Une course internationale acharnée : l'Afrique et l'Amérique latine présentent quatre candidats à la présidence.
Visions divergentes pour réformer le pluralisme

Écrit par Omnia Hassan
Alors que le mandat d’Antonio Guterres touche à sa fin, la course au poste de secrétaire général de l’ONU s’intensifie à un moment critique où l’organisation fait face à des critiques croissantes concernant son efficacité et son influence.
Quatre candidats d'Afrique et d'Amérique latine sont officiellement entrés en lice, proposant des visions contrastées de la réforme du multilatéralisme dans un monde qui se dirige vers une division géopolitique accrue.
Candidats ayant un poids politique et diplomatique
La liste comprend l'ancien président sénégalais Macky Sall, l'ancienne présidente chilienne Michelle Bachelet, le directeur général de l'Agence internationale de l'énergie atomique Rafael Mariano Grossi et la secrétaire générale de la Conférence des Nations Unies sur le commerce et le développement Rebecca Greenspan.

Cette diversité reflète une vaste expérience couvrant la haute politique, la diplomatie multilatérale, les questions de développement et les droits de l'homme.
Une organisation à la recherche de son rôle dans un monde en mutation
Le prochain Secrétaire général héritera d'une institution confrontée à des défis sans précédent, dans un contexte de multiplication des actions unilatérales des grandes puissances et de déclin de l'engagement envers les cadres multilatéraux.
Les observateurs soulignent que la capacité du prochain dirigeant à rétablir la confiance dans le système international fondé sur des règles sera un facteur crucial pour déterminer l'avenir de l'organisation.
Représentation des femmes et équilibre géographique
Cette élection relance le débat sur la représentation des femmes au plus haut poste de l'ONU, aucune femme n'ayant dirigé l'organisation depuis sa création.

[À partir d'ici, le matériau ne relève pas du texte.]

//! Timeout-bounded shell command execution.
//!
//! Runs one command through `sh -c` in its own process group. Output is
//! drained by concurrent reader tasks so high-volume output cannot
//! deadlock the wait. When a timeout is set, completion races the timer;
//! whichever resolves first cancels the other. On timeout the whole
//! process group is killed so shell-spawned grandchildren die too.

use std::process::Stdio;
use std::time::{Duration, Instant};

use tokio::io::AsyncReadExt;
use tokio::process::{Child, Command};
use tokio::task::JoinHandle;
use tracing::{debug, warn};

/// Sentinel exit code reported for a killed (timed-out) command.
pub const KILLED_EXIT_CODE: i32 = 124;

/// Result of one shell command invocation. Created fresh per call.
#[derive(Debug, Clone, PartialEq, Eq)]
pub struct CommandResult {
    /// Exit code; `None` when the process was killed by a signal or never
    /// launched.
    pub exit_code: Option<i32>,
    /// Captured standard output, trailing newlines stripped.
    pub stdout: String,
    /// Captured standard error, trailing newlines stripped.
    pub stderr: String,
    /// Wall time from spawn to completion or kill.
    pub elapsed: Duration,
    /// Whether the timeout elapsed before the command finished.
    pub timed_out: bool,
    /// Set when the shell itself could not be launched; never an `Err`.
    pub launch_error: Option<String>,
}

impl CommandResult {
    /// Whether the command ran to completion with exit code zero.
    #[must_use]
    pub fn success(&self) -> bool {
        !self.timed_out && self.launch_error.is_none() && self.exit_code == Some(0)
    }

    fn launch_failure(message: String, elapsed: Duration) -> Self {
        Self {
            exit_code: None,
            stdout: String::new(),
            stderr: String::new(),
            elapsed,
            timed_out: false,
            launch_error: Some(message),
        }
    }
}

/// Executes shell commands to completion or timeout.
#[derive(Debug, Clone, Copy, Default)]
pub struct ShellExecutor;

impl ShellExecutor {
    /// Run a command through the OS shell, optionally bounded by a
    /// timeout. Failures are always reported inside the result.
    pub async fn execute(&self, command: &str, timeout: Option<Duration>) -> CommandResult {
        let start = Instant::now();
        debug!(command, ?timeout, "executing shell command");

        let mut cmd = Command::new("sh");
        cmd.arg("-c")
            .arg(command)
            .stdin(Stdio::null())
            .stdout(Stdio::piped())
            .stderr(Stdio::piped())
            .kill_on_drop(true);

        // Own process group so a timeout kill reaches shell-spawned
        // grandchildren as well.
        #[cfg(unix)]
        cmd.process_group(0);

        let mut child = match cmd.spawn() {
            Ok(child) => child,
            Err(err) => {
                warn!(command, %err, "failed to launch shell");
                return CommandResult::launch_failure(
                    format!("failed to launch shell: {err}"),
                    start.elapsed(),
                );
            }
        };

        let stdout_task = spawn_drain(child.stdout.take());
        let stderr_task = spawn_drain(child.stderr.take());

        let (exit_code, timed_out, wait_error) = match timeout {
            Some(limit) => {
                tokio::select! {
                    status = child.wait() => match status {
                        Ok(status) => (status.code(), false, None),
                        Err(err) => (None, false, Some(err.to_string())),
                    },
                    () = tokio::time::sleep(limit) => {
                        warn!(command, timeout_secs = limit.as_secs(), "command timed out, killing process group");
                        kill_process_group(&mut child).await;
                        (Some(KILLED_EXIT_CODE), true, None)
                    }
                }
            }
            None => match child.wait().await {
                Ok(status) => (status.code(), false, None),
                Err(err) => (None, false, Some(err.to_string())),
            },
        };

        let stdout = collect_drained(stdout_task).await;
        let stderr = collect_drained(stderr_task).await;
        let elapsed = start.elapsed();

        debug!(
            command,
            ?exit_code,
            timed_out,
            elapsed_ms = u64::try_from(elapsed.as_millis()).unwrap_or(u64::MAX),
            "shell command finished"
        );

        CommandResult {
            exit_code,
            stdout,
            stderr,
            elapsed,
            timed_out,
            launch_error: wait_error.map(|err| format!("failed to await command: {err}")),
        }
    }
}

/// Drain a child output pipe on its own task so the pipe buffer can never
/// fill up and stall the child while the main task waits.
fn spawn_drain(
    pipe: Option<impl tokio::io::AsyncRead + Unpin + Send + 'static>,
) -> Option<JoinHandle<Vec<u8>>> {
    pipe.map(|mut pipe| {
        tokio::spawn(async move {
            let mut buffer = Vec::new();
            let _ = pipe.read_to_end(&mut buffer).await;
            buffer
        })
    })
}

async fn collect_drained(task: Option<JoinHandle<Vec<u8>>>) -> String {
    let Some(task) = task else {
        return String::new();
    };
    let bytes = task.await.unwrap_or_default();
    let text = String::from_utf8_lossy(&bytes);
    text.trim_end_matches('\n').to_owned()
}

/// Kill the child's entire process group, then reap the child.
async fn kill_process_group(child: &mut Child) {
    #[cfg(unix)]
    if let Some(pid) = child.id() {
        use nix::sys::signal::{killpg, Signal};
        use nix::unistd::Pid;

        // The child was started as its own group leader, so its pid is
        // the pgid.
        if let Ok(pid) = i32::try_from(pid) {
            if let Err(err) = killpg(Pid::from_raw(pid), Signal::SIGKILL) {
                warn!(%err, pid, "killpg failed, falling back to direct kill");
                let _ = child.kill().await;
            }
        }
    }

    #[cfg(not(unix))]
    {
        let _ = child.kill().await;
    }

    // Reap so the killed child does not linger as a zombie.
    let _ = child.wait().await;
}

La convention non écrite de rotation géographique confère également à l'Amérique latine un avantage relatif, tout en excluant les candidats parmi les cinq membres permanents du Conseil de sécurité.
Visions concurrentes pour la réforme du pluralisme
Bachelet défend un discours fondé sur les droits de l'homme, soutenu par d'importantes puissances régionales, et Grossi souligne la capacité des institutions internationales à obtenir des résultats même en période de division.
Greenspan, quant à elle, se présente comme une candidate réformiste axée sur la justice et l'égalité en matière de développement. À l'inverse, Sall place la question de la dette des pays en développement et le renforcement de la voix des pays du Sud sur la scène internationale au cœur de ses priorités, malgré le soutien mitigé dont bénéficie sa candidature en Afrique.
Un moment charnière pour l'avenir des Nations Unies
Cette élection fait suite à celles de 2016, qui avaient vu un plus grand nombre de candidats, reflétant un changement dans la nature de la compétition.
Les experts estiment que le prochain Secrétaire général devra faire preuve d'une vision proactive en matière de gestion des crises et de consolidation de la paix, afin que l'érosion du rôle des Nations Unies dans le système international ne se poursuive pas.